Author: Dr Arshi Taj
Assistant Professor, Department of Anesthesia, Critical Care, and Pain Management
Government Medical College, Srinagar
Every journey begins with a cause. Mine, to be of service to mankind. Albeit it seems clichéd, yet it is true for me.
My journey began in 2016 when I was posted for training in pain management at The All India Institute of Medical Sciences (AIIMS), New Delhi. During that time I was introduced to palliative care under the abled guidance of Professor Sushma Bhatnagar, HOD Onco-Anaesthesia and Palliative Medicine, AIIMS.

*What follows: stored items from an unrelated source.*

//! AI Provider Port - Interface for multimodal LLM integrations.
//!
//! This port abstracts every call to the inference provider, so the receipt
//! handlers can extract documents and answer questions without coupling to a
//! specific vendor API.
//!
//! # Design
//!
//! - Messages carry ordered content parts (text and images)
//! - Callers choose the model per request (extraction and Q&A use different ones)
//! - JSON output mode is requested through `ResponseFormat`
//! - Error types for common failure modes (rate limits, auth, unavailability)
//!
//! # Example
//!
//! ```ignore
//! let request = CompletionRequest::new(RequestMetadata::new("extract"))
//!     .with_model("gpt-4o")
//!     .with_message(Message::user_parts(vec![
//!         ContentPart::text("Extrae los datos"),
//!         ContentPart::image(data_url, ImageDetail::Low),
//!     ]))
//!     .with_response_format(ResponseFormat::JsonObject)
//!     .with_max_tokens(1200);
//!
//! let response = provider.complete(request).await?;
//! ```

use async_trait::async_trait;
use serde::{Deserialize, Serialize};
use uuid::Uuid;

/// Port for AI/LLM provider interactions.
///
/// Implementations connect to external AI services and translate between the
/// provider-specific API and these types.
#[async_trait]
pub trait AIProvider: Send + Sync {
    /// Generate a single completion.
    async fn complete(&self, request: CompletionRequest) -> Result<CompletionResponse, AIError>;
}

/// Request for AI completion.
#[derive(Debug, Clone)]
pub struct CompletionRequest {
    /// Model override; the provider default is used when absent.
    pub model: Option<String>,
    /// Conversation messages.
    pub messages: Vec<Message>,
    /// System prompt to guide model behavior.
    pub system_prompt: Option<String>,
    /// Maximum output tokens to generate.
    pub max_tokens: Option<u32>,
    /// Output format constraint.
    pub response_format: ResponseFormat,
    /// Request metadata for tracing.
    pub metadata: RequestMetadata,
}

impl CompletionRequest {
    /// Creates a new completion request with required metadata.
    pub fn new(metadata: RequestMetadata) -> Self {
        Self {
            model: None,
            messages: Vec::new(),
            system_prompt: None,
            max_tokens: None,
            response_format: ResponseFormat::Text,
            metadata,
        }
    }

    /// Sets the model.
    pub fn with_model(mut self, model: impl Into<String>) -> Self {
        self.model = Some(model.into());
        self
    }

    /// Adds a message to the conversation.
    pub fn with_message(mut self, message: Message) -> Self {
        self.messages.push(message);
        self
    }

    /// Sets the system prompt.
    pub fn with_system_prompt(mut self, prompt: impl Into<String>) -> Self {
        self.system_prompt = Some(prompt.into());
        self
    }

    /// Sets the maximum tokens to generate.
    pub fn with_max_tokens(mut self, max: u32) -> Self {
        self.max_tokens = Some(max);
        self
    }

    /// Sets the response format.
    pub fn with_response_format(mut self, format: ResponseFormat) -> Self {
        self.response_format = format;
        self
    }
}

/// A message in the conversation.
#[derive(Debug, Clone, PartialEq, Eq, Serialize, Deserialize)]
pub struct Message {
    /// Who sent this message.
    pub role: MessageRole,
    /// Ordered content parts.
    pub content: Vec<ContentPart>,
}

impl Message {
    /// Creates a text-only message.
    pub fn new(role: MessageRole, text: impl Into<String>) -> Self {
        Self {
            role,
            content: vec![ContentPart::text(text)],
        }
    }

    /// Creates a user message.
    pub fn user(text: impl Into<String>) -> Self {
        Self::new(MessageRole::User, text)
    }

    /// Creates a user message from several parts.
    pub fn user_parts(content: Vec<ContentPart>) -> Self {
        Self {
            role: MessageRole::User,
            content,
        }
    }

    /// Concatenated text of all text parts.
    pub fn text(&self) -> String {
        self.content
            .iter()
            .filter_map(|part| match part {
                ContentPart::Text { text } => Some(text.as_str()),
                ContentPart::Image { .. } => None,
            })
            .collect::<Vec<_>>()
            .join("\n")
    }

    /// Number of image parts.
    pub fn image_count(&self) -> usize {
        self.content
            .iter()
            .filter(|part| matches!(part, ContentPart::Image { .. }))
            .count()
    }
}

/// Role of the message sender.
#[derive(Debug, Clone, Copy, PartialEq, Eq, Hash, Serialize, Deserialize)]
#[serde(rename_all = "lowercase")]
pub enum MessageRole {
    /// System instructions (guides model behavior).
    System,
    /// User input.
    User,
    /// Assistant (model) response.
    Assistant,
}

/// One piece of message content.
#[derive(Debug, Clone, PartialEq, Eq, Serialize, Deserialize)]
#[serde(tag = "kind", rename_all = "snake_case")]
pub enum ContentPart {
    /// Plain text.
    Text { text: String },
    /// An image given as a URL (usually a `data:` URL).
    Image { url: String, detail: ImageDetail },
}

impl ContentPart {
    pub fn text(text: impl Into<String>) -> Self {
        Self::Text { text: text.into() }
    }

    pub fn image(url: impl Into<String>, detail: ImageDetail) -> Self {
        Self::Image {
            url: url.into(),
            detail,
        }
    }
}

/// How closely the provider should look at an image.
#[derive(Debug, Clone, Copy, PartialEq, Eq, Hash, Default, Serialize, Deserialize)]
#[serde(rename_all = "lowercase")]
pub enum ImageDetail {
    #[default]
    Low,
    High,
    Auto,
}

impl ImageDetail {
    pub fn as_str(&self) -> &'static str {
        match self {
            ImageDetail::Low => "low",
            ImageDetail::High => "high",
            ImageDetail::Auto => "auto",
        }
    }
}

/// Output format requested from the provider.
#[derive(Debug, Clone, Copy, PartialEq, Eq, Default)]
pub enum ResponseFormat {
    /// Free text.
    #[default]
    Text,
    /// A single JSON object.
    JsonObject,
}

/// Request metadata for tracing.
#[derive(Debug, Clone)]
pub struct RequestMetadata {
    /// Logical operation (e.g. "extract", "answer").
    pub operation: String,
    /// Trace ID for correlating logs.
    pub trace_id: String,
}

impl RequestMetadata {
    /// Creates metadata with a fresh trace id.
    pub fn new(operation: impl Into<String>) -> Self {
        Self {
            operation: operation.into(),
            trace_id: Uuid::new_v4().to_string(),
        }
    }
}

/// Response from AI completion.
#[derive(Debug, Clone)]
pub struct CompletionResponse {
    /// Generated text.
    pub content: String,
    /// Token usage and cost.
    pub usage: TokenUsage,
    /// Model that generated the response.
    pub model: String,
    /// Why the model stopped generating.
    pub finish_reason: FinishReason,
}

/// Token usage information.
#[derive(Debug, Clone, Default, PartialEq, Eq, Serialize, Deserialize)]
pub struct TokenUsage {
    /// Tokens in the prompt.
    pub prompt_tokens: u32,
    /// Tokens in the completion.
    pub completion_tokens: u32,
    /// Total tokens (prompt + completion).
    pub total_tokens: u32,
    /// Estimated cost in cents.
    pub estimated_cost_cents: u32,
}

impl TokenUsage {
    /// Creates new token usage.
    pub fn new(prompt_tokens: u32, completion_tokens: u32, cost_cents: u32) -> Self {
        Self {
            prompt_tokens,
            completion_tokens,
            total_tokens: prompt_tokens + completion_tokens,
            estimated_cost_cents: cost_cents,
        }
    }
}

/// Reason the model stopped generating.
#[derive(Debug, Clone, Copy, PartialEq, Eq, Hash, Serialize, Deserialize)]
#[serde(rename_all = "snake_case")]
pub enum FinishReason {
    /// Natural stop (end of response).
    Stop,
    /// Hit the output token limit.
    Length,
    /// Content was filtered for safety.
    ContentFilter,
}

/// AI provider errors.
#[derive(Debug, Clone, thiserror::Error)]
pub enum AIError {
    /// Rate limited by provider.
    #[error("límite de solicitudes alcanzado: reintenta en {retry_after_secs}s")]
    RateLimited {
        /// Seconds until retry is allowed.
        retry_after_secs: u32,
    },

    /// Content was filtered for safety.
    #[error("contenido bloqueado por el proveedor: {reason}")]
    ContentFiltered {
        /// Reason for filtering.
        reason: String,
    },

    /// Provider is unavailable.
    #[error("proveedor no disponible: {message}")]
    Unavailable {
        /// Error details.
        message: String,
    },

    /// API key or authentication failed.
    #[error("autenticación rechazada por el proveedor")]
    AuthenticationFailed,

    /// Network error during request.
    #[error("error de red: {0}")]
    Network(String),

    /// Failed to parse provider response.
    #[error("respuesta ilegible del proveedor: {0}")]
    Parse(String),

    /// Invalid request configuration.
    #[error("solicitud inválida: {0}")]
    InvalidRequest(String),

    /// Request timed out.
    #[error("el proveedor no respondió en {timeout_secs}s")]
    Timeout {
        /// Configured timeout.
        timeout_secs: u32,
    },
}

impl AIError {
    /// Creates a rate limited error.
    pub fn rate_limited(retry_after_secs: u32) -> Self {
        Self::RateLimited { retry_after_secs }
    }

    /// Creates a content filtered error.
    pub fn content_filtered(reason: impl Into<String>) -> Self {
        Self::ContentFiltered {
            reason: reason.into(),
        }
    }

    /// Creates an unavailable error.
    pub fn unavailable(message: impl Into<String>) -> Self {
        Self::Unavailable {
            message: message.into(),
        }
    }

    /// Creates a network error.
    pub fn network(message: impl Into<String>) -> Self {
        Self::Network(message.into())
    }

    /// Creates a parse error.
    pub fn parse(message: impl Into<String>) -> Self {
        Self::Parse(message.into())
    }

    /// Returns true if this error is retryable.
    pub fn is_retryable(&self) -> bool {
        matches!(
            self,
            AIError::RateLimited { .. }
                | AIError::Unavailable { .. }
                | AIError::Network(_)
                | AIError::Timeout { .. }
        )
    }
}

My training period provided me with an opportunity to keenly observe how palliative care specialists approached and communicated with patients. I also overcame my fear of using opioids in daycare, and learnt that opioids could be infused intravenously to provide pain relief more effectively.
The team at The Institute Rotary Cancer Hospital (IRCH) were more than happy to make me understand palliative care and pain management. The impact of this training led me to undertake the One Year Nattional Fellowship Programme offered by the Institute of Palliative Medicine (IPM), Kozhikode, Kerala. Each day ignited a new passion within me and set more determination, for me to pursue palliative medicine. The dedication demonstrated by the nursing staff at IPM was also very encouraging and empowering.
A vision was born within me during my visit to The Tata Memorial Cancer Research Centre and The Gujarat Cancer Research Hospital, two centers of excellence. My dream was to establish a Palliative Care Centre in my own homeland, Kashmir.
When I returned home, the determination to provide palliative care to my people in need, was cemented. Though My humble endeavor evoked little public interest in the beginning, it gathered momentum with time. The iniitial meek response became a thing of the past. I began with a handful of referrals from oncologists, who soon realized the benefits of palliative care.This positive response boosted my morale and drive me to take a step forward towards something that seemed impossible. I asked my hospital administration to provide opioids: Morphine tablets and Fentanyl patches for my patients. With their support, I procured these drugs on my own.
Post a couple of years, a colleague of mine also completed the Palliative care training at AIIMS, New Delhi. My dream of establishing a Palliative Care clinic in my hospital was now becoming a reality. After 3 years of unwavering pursuance and requests, in 2019, our hospital opened its first Palliative Care OPD with a 4 bed daycare unit.
During this time, 3 of our doctors and 2 nurses also participated in the Cancer Treatment Centre (CTC3) programme training in Delhi. This strengthened the faculty required towards establishing an efficiently functioning palliative care clinic. Now the clinic has a regular and steady supply of opioids. In a year we took care of 180 patients in our OPD!!
Despite the challenges of a pandemic, we continued and are still continuing to serve our patients either via telemedicine or when absolutely needed even physically.
The journey which I started alone, has now become a mission for many nurses, psychologists, social workers and volunteers. Together, we can make a difference, because ‘There is an end to cure, but there is no end to care’.